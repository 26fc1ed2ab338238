use crate::models::UserProfile;
use crate::reference::NutritionReference;

/// System instruction for the free-form nutrition chatbot.
pub const CHAT_SYSTEM_PROMPT: &str = "You are a nutrition expert chatbot. Provide:
- Personalized meal advice considering location, medical conditions, and taste preferences
- Nutritional facts and calculations
- Budget-friendly options
- Cultural food considerations
Be specific, helpful, and consider the user's region when suggesting foods.";

/// Fallback instruction for unrecognized advice modules.
pub const GENERIC_ADVICE_PROMPT: &str = "Provide health advice";

/// Specialized advice areas with their own prompt.
#[derive(Debug, Clone, Copy, PartialEq, Eq)]
pub enum AdviceModule {
    WomensHealth,
    ChildHealth,
    ElderlyHealth,
}

impl AdviceModule {
    /// Parse a module title such as "Women's Health".
    pub fn from_title(title: &str) -> Option<Self> {
        match title.trim() {
            "Women's Health" => Some(AdviceModule::WomensHealth),
            "Child Health" => Some(AdviceModule::ChildHealth),
            "Elderly Health" => Some(AdviceModule::ElderlyHealth),
            _ => None,
        }
    }
}

/// Details collected for a specialized advice request. Missing fields render as "None".
#[derive(Debug, Clone, Default, PartialEq)]
pub struct AdviceDetails {
    pub age: Option<u32>,
    pub cycle_days: Option<u32>,
    pub pregnancy: Option<String>,
    pub weight_kg: Option<f64>,
    pub conditions: Option<String>,
    pub concerns: Option<String>,
}

fn or_none<T: ToString>(value: &Option<T>) -> String {
    value
        .as_ref()
        .map(|v| v.to_string())
        .unwrap_or_else(|| "None".to_string())
}

/// Per-condition guidance lines ("- For gout: Avoid red_meat, seafood. Prefer plant_proteins.").
///
/// Conditions missing from the reference add no line.
pub fn medical_guidance(conditions: &[String], reference: &NutritionReference) -> String {
    let mut guidance = String::new();
    for name in conditions {
        if let Some(condition) = reference.condition(name) {
            guidance.push_str(&format!(
                "\n- For {}: Avoid {}. Prefer {}.",
                name,
                condition.avoid.join(", "),
                condition.prefer.join(", ")
            ));
        }
    }
    guidance
}

/// System instruction asking for a 7-day plan tailored to the profile.
pub fn meal_plan_system_prompt(profile: &UserProfile, reference: &NutritionReference) -> String {
    let region_foods = reference.region_foods(&profile.location).join(", ");
    let conditions = if profile.medical_conditions.is_empty() {
        "None".to_string()
    } else {
        profile.medical_conditions.join(", ")
    };

    format!(
        "Create a detailed 7-day meal plan considering:
- Location: {location} (common foods: {region_foods})
- Age: {age} years
- Diet type: {diet}
- Goal: {goal}
- Budget preference: {budget}
- Taste preferences: {taste}
- Medical conditions: {conditions}{guidance}

Format the meal plan day by day, with breakfast, lunch, dinner and 1-2 snacks.
Include specific portion sizes and preparation methods.
Focus on practical, easy-to-follow meals that align with the user's preferences.",
        location = profile.location,
        age = or_none(&profile.age),
        diet = or_none(&profile.diet_type),
        goal = profile.goal,
        budget = profile.budget,
        taste = profile
            .taste_preferences
            .as_deref()
            .unwrap_or("Not specified"),
        guidance = medical_guidance(&profile.medical_conditions, reference),
    )
}

/// Instruction for a specialized advice module; unknown modules get a generic prompt.
pub fn specialized_advice_prompt(module: Option<AdviceModule>, details: &AdviceDetails) -> String {
    match module {
        Some(AdviceModule::WomensHealth) => format!(
            "Provide personalized women's health advice for a {}-year-old with cycle length {} days, pregnancy status: {}. Address these concerns: {}",
            or_none(&details.age),
            or_none(&details.cycle_days),
            or_none(&details.pregnancy),
            or_none(&details.concerns)
        ),
        Some(AdviceModule::ChildHealth) => format!(
            "Provide pediatric health advice for a {}-year-old child weighing {}kg with these concerns: {}",
            or_none(&details.age),
            or_none(&details.weight_kg),
            or_none(&details.concerns)
        ),
        Some(AdviceModule::ElderlyHealth) => format!(
            "Provide geriatric health advice for a {}-year-old with these health conditions: {} and concerns: {}",
            or_none(&details.age),
            or_none(&details.conditions),
            or_none(&details.concerns)
        ),
        None => GENERIC_ADVICE_PROMPT.to_string(),
    }
}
*****
## Problem
In the material above, find every line with the word "PartialEq" and show it.

## Written response
#[derive(Debug, Clone, Copy, PartialEq, Eq)]
#[derive(Debug, Clone, Default, PartialEq)]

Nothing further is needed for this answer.